• [Record set]

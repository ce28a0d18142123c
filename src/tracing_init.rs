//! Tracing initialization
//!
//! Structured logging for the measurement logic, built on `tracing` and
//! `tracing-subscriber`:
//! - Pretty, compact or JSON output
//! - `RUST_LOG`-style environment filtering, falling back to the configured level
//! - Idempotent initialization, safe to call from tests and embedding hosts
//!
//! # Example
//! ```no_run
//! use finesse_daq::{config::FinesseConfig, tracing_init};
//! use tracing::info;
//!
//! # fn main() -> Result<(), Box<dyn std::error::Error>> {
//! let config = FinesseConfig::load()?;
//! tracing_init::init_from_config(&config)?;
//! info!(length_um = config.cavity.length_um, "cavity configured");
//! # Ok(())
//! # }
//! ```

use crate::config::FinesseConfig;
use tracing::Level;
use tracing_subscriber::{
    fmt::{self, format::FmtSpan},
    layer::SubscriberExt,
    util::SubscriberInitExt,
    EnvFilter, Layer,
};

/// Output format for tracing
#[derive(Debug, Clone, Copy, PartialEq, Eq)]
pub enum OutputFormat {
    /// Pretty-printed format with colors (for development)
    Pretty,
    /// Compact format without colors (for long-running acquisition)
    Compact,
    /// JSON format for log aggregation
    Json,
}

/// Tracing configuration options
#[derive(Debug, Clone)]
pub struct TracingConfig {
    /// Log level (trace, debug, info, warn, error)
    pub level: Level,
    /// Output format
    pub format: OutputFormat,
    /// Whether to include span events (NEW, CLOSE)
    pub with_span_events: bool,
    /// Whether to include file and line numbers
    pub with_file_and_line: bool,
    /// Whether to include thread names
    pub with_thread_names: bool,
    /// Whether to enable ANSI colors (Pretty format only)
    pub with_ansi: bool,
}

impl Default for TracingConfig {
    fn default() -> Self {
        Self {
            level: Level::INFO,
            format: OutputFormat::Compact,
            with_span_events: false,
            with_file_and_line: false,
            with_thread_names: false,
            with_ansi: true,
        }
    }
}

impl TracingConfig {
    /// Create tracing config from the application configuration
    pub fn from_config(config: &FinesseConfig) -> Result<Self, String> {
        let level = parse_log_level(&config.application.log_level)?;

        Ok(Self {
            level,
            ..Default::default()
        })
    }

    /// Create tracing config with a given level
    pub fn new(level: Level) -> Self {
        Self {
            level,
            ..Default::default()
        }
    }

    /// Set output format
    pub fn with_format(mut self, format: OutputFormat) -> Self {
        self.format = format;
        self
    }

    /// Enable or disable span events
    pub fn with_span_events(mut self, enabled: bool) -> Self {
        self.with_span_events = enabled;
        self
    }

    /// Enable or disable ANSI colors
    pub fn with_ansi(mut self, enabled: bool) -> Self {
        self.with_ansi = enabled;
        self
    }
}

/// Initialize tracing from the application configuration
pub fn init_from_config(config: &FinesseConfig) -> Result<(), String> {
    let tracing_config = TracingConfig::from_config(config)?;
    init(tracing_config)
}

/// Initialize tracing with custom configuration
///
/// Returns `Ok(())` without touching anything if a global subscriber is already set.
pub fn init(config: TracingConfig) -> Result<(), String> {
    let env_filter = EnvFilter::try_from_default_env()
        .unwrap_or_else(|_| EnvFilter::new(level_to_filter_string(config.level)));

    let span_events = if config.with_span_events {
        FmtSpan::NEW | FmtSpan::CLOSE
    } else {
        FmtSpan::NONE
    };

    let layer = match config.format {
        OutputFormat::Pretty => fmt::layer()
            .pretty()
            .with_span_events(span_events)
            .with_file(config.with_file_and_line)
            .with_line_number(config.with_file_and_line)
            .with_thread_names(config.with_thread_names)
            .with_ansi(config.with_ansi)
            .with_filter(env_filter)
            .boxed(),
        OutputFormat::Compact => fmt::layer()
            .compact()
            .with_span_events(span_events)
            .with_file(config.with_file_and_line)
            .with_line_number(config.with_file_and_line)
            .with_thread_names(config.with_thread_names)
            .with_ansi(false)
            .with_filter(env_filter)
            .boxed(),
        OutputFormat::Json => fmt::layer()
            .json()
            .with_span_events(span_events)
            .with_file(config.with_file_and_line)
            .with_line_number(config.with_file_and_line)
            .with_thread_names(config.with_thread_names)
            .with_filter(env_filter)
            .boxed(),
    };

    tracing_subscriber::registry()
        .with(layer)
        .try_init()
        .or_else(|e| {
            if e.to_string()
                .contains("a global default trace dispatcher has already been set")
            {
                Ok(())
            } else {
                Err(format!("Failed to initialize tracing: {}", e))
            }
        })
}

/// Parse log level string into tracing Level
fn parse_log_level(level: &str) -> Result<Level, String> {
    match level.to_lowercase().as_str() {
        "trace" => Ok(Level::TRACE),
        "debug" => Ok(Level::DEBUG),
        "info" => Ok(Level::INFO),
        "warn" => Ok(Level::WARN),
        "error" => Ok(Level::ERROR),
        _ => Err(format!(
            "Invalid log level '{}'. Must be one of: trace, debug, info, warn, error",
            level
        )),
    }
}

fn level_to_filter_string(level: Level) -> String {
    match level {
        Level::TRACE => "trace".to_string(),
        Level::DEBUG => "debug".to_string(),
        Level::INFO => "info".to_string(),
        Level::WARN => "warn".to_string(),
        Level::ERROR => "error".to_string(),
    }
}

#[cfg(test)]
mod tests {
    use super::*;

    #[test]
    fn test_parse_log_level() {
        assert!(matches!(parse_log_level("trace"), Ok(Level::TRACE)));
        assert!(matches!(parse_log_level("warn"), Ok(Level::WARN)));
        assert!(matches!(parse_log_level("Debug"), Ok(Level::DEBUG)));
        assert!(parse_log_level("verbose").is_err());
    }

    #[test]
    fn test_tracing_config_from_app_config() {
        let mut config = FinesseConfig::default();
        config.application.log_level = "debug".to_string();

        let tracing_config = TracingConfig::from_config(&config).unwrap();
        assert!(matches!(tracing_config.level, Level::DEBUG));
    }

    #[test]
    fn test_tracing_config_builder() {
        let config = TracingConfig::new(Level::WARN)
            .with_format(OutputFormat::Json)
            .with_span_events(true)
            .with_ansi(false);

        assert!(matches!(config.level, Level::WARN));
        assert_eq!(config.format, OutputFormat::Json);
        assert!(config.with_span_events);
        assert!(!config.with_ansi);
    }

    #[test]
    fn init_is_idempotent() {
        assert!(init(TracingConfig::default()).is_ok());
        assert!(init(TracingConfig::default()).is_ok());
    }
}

--

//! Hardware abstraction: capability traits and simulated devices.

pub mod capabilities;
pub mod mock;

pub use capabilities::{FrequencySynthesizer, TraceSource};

==

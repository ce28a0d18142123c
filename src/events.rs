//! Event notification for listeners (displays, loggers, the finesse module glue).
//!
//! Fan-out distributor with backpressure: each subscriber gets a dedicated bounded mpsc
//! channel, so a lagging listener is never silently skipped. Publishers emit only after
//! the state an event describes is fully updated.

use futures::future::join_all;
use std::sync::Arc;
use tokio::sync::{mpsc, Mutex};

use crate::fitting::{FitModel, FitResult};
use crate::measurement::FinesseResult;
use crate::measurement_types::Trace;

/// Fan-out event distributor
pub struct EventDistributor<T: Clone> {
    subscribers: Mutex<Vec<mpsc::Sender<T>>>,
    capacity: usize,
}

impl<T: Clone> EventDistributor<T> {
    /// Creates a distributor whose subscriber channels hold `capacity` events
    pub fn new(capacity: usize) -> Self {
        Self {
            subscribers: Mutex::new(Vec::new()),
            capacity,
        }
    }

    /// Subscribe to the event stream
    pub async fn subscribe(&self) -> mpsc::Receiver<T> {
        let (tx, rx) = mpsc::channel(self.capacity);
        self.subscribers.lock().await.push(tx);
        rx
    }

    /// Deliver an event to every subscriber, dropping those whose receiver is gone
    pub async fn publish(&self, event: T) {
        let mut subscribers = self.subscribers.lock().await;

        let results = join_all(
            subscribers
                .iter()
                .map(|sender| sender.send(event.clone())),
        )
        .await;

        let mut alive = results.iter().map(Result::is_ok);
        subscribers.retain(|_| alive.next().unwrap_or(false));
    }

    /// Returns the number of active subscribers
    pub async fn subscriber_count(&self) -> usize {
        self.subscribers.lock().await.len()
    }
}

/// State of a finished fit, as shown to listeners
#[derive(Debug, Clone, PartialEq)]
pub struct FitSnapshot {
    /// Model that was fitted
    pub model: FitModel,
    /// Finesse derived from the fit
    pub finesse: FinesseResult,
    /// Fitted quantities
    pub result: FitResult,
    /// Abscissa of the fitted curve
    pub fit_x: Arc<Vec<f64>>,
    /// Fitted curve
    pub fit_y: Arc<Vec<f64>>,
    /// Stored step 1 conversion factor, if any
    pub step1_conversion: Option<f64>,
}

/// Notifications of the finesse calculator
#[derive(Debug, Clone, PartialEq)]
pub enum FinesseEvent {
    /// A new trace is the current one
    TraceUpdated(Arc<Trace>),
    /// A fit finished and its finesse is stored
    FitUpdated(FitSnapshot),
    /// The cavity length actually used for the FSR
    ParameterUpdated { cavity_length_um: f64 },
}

• [Task description]
Across the entries, tally every line that contains the word "already" and report the sum by itself.

• [Answer for this exercise]
2